RECORDED INFORMATION:
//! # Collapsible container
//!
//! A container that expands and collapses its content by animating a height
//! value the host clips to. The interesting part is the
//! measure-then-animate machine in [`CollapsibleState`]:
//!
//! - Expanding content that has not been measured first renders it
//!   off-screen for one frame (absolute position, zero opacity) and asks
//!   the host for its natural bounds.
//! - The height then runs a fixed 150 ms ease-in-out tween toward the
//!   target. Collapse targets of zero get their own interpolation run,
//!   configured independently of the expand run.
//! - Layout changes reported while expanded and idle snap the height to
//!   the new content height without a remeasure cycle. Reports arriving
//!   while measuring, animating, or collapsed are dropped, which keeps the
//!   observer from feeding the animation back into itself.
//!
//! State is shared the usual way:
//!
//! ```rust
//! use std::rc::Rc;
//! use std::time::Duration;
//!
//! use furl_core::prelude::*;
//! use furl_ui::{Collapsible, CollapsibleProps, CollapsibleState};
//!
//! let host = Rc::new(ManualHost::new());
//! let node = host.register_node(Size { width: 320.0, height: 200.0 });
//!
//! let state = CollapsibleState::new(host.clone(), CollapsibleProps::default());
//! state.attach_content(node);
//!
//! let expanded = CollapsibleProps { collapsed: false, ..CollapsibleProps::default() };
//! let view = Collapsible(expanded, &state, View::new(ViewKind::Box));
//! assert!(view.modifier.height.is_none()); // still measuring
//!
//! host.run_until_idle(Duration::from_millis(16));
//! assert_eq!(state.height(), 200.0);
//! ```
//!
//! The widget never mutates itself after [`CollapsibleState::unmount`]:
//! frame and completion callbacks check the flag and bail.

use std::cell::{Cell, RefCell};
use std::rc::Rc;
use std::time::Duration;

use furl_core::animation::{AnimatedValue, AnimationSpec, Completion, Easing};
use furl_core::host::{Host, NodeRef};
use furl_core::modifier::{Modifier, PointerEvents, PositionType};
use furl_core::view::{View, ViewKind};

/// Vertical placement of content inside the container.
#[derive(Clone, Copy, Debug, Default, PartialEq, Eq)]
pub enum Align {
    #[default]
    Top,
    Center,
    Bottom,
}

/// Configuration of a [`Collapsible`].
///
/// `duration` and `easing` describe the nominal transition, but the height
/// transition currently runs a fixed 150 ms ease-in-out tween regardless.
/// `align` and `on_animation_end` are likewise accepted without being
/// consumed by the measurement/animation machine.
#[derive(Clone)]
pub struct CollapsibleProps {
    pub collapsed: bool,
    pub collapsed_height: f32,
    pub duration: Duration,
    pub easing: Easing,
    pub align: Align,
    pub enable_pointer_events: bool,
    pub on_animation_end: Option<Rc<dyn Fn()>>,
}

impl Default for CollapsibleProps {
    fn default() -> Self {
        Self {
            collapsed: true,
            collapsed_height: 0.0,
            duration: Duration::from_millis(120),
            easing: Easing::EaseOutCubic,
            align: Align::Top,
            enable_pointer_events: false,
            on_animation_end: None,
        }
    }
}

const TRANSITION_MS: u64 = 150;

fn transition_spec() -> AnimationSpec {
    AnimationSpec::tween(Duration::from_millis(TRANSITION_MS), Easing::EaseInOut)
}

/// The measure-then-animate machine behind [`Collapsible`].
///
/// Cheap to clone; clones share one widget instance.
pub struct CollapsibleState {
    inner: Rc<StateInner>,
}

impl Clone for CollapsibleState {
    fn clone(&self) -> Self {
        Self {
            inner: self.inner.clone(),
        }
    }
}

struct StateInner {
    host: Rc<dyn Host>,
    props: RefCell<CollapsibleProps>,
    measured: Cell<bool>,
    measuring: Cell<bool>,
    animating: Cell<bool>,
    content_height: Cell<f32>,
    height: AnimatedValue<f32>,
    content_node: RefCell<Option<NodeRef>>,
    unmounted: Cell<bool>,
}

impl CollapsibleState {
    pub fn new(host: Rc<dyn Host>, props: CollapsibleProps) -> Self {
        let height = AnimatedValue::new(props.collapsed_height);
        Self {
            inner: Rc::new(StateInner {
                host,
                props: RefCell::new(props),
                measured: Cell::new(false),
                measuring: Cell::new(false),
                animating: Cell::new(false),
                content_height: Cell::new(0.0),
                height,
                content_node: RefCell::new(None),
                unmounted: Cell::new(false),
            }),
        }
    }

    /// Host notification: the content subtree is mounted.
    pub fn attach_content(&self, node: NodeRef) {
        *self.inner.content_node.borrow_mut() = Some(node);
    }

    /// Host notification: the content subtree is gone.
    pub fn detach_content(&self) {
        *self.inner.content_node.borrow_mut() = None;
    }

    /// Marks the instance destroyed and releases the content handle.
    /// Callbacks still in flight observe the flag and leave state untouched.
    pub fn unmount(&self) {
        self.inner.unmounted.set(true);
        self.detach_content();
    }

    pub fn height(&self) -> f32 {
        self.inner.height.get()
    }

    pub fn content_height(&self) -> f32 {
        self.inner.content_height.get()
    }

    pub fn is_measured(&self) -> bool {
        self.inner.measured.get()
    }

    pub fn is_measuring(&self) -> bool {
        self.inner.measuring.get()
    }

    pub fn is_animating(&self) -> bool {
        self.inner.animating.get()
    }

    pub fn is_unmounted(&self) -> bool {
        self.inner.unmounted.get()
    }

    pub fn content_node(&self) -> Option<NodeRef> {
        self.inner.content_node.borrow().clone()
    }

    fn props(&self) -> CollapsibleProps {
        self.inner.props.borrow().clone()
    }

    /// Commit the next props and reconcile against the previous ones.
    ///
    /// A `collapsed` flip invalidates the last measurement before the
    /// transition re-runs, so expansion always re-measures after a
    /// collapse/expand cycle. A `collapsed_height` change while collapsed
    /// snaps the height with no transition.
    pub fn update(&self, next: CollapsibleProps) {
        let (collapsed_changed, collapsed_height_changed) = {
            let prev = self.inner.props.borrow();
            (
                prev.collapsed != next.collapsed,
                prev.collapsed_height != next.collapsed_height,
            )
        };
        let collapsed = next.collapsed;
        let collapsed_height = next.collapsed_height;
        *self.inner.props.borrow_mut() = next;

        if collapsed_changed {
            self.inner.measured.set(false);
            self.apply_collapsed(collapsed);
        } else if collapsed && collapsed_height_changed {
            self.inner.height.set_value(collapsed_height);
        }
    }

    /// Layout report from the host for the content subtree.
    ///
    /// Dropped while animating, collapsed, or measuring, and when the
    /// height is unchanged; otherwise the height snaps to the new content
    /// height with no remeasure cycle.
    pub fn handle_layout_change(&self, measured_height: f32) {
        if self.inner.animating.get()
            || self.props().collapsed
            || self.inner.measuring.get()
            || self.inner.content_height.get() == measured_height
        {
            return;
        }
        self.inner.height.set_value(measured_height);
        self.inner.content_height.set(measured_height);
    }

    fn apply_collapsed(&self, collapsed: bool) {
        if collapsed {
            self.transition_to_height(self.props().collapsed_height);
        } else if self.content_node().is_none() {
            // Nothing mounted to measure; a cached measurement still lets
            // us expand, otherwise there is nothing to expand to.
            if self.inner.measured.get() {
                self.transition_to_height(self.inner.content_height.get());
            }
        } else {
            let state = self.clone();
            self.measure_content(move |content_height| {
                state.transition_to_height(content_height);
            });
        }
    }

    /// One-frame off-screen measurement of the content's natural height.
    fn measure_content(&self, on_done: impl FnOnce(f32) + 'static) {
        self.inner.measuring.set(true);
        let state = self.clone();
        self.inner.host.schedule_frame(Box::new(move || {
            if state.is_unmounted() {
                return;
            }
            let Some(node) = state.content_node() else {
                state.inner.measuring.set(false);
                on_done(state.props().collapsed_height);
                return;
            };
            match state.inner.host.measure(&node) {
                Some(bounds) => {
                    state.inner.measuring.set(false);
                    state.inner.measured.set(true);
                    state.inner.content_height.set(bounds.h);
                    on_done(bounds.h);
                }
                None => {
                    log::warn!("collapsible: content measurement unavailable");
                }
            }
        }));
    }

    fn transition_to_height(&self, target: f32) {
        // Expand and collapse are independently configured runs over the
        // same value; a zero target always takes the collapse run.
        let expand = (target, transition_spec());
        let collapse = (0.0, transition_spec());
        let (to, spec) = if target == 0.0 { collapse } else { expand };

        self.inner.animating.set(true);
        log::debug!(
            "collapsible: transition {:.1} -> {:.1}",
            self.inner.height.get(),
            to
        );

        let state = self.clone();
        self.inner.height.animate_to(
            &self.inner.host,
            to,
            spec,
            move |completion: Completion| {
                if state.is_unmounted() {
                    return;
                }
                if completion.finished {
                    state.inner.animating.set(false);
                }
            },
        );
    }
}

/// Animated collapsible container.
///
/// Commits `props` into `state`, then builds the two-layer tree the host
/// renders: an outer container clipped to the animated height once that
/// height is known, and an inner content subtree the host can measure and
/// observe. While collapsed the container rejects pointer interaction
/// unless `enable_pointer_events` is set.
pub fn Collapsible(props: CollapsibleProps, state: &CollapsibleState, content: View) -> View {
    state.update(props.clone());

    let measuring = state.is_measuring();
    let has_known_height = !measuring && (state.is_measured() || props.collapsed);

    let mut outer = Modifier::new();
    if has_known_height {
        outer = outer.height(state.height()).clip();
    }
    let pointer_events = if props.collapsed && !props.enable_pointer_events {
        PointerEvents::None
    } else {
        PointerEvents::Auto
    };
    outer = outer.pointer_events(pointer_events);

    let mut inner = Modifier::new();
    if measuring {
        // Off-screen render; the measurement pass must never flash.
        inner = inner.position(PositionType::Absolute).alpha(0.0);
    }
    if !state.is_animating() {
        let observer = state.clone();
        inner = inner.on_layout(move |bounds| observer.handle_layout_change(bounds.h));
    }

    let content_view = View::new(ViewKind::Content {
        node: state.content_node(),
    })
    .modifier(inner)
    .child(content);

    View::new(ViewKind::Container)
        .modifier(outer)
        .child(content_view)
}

PROBLEM: Beginning at the line above that contains "state.inner.animating.set(false);", return each line exactly through the line that contains "let observer = state.clone();", and no others.

RESULT OF THE TASK:
                    state.inner.animating.set(false);
                }
            },
        );
    }
}

/// Animated collapsible container.
///
/// Commits `props` into `state`, then builds the two-layer tree the host
/// renders: an outer container clipped to the animated height once that
/// height is known, and an inner content subtree the host can measure and
/// observe. While collapsed the container rejects pointer interaction
/// unless `enable_pointer_events` is set.
pub fn Collapsible(props: CollapsibleProps, state: &CollapsibleState, content: View) -> View {
    state.update(props.clone());

    let measuring = state.is_measuring();
    let has_known_height = !measuring && (state.is_measured() || props.collapsed);

    let mut outer = Modifier::new();
    if has_known_height {
        outer = outer.height(state.height()).clip();
    }
    let pointer_events = if props.collapsed && !props.enable_pointer_events {
        PointerEvents::None
    } else {
        PointerEvents::Auto
    };
    outer = outer.pointer_events(pointer_events);

    let mut inner = Modifier::new();
    if measuring {
        // Off-screen render; the measurement pass must never flash.
        inner = inner.position(PositionType::Absolute).alpha(0.0);
    }
    if !state.is_animating() {
        let observer = state.clone();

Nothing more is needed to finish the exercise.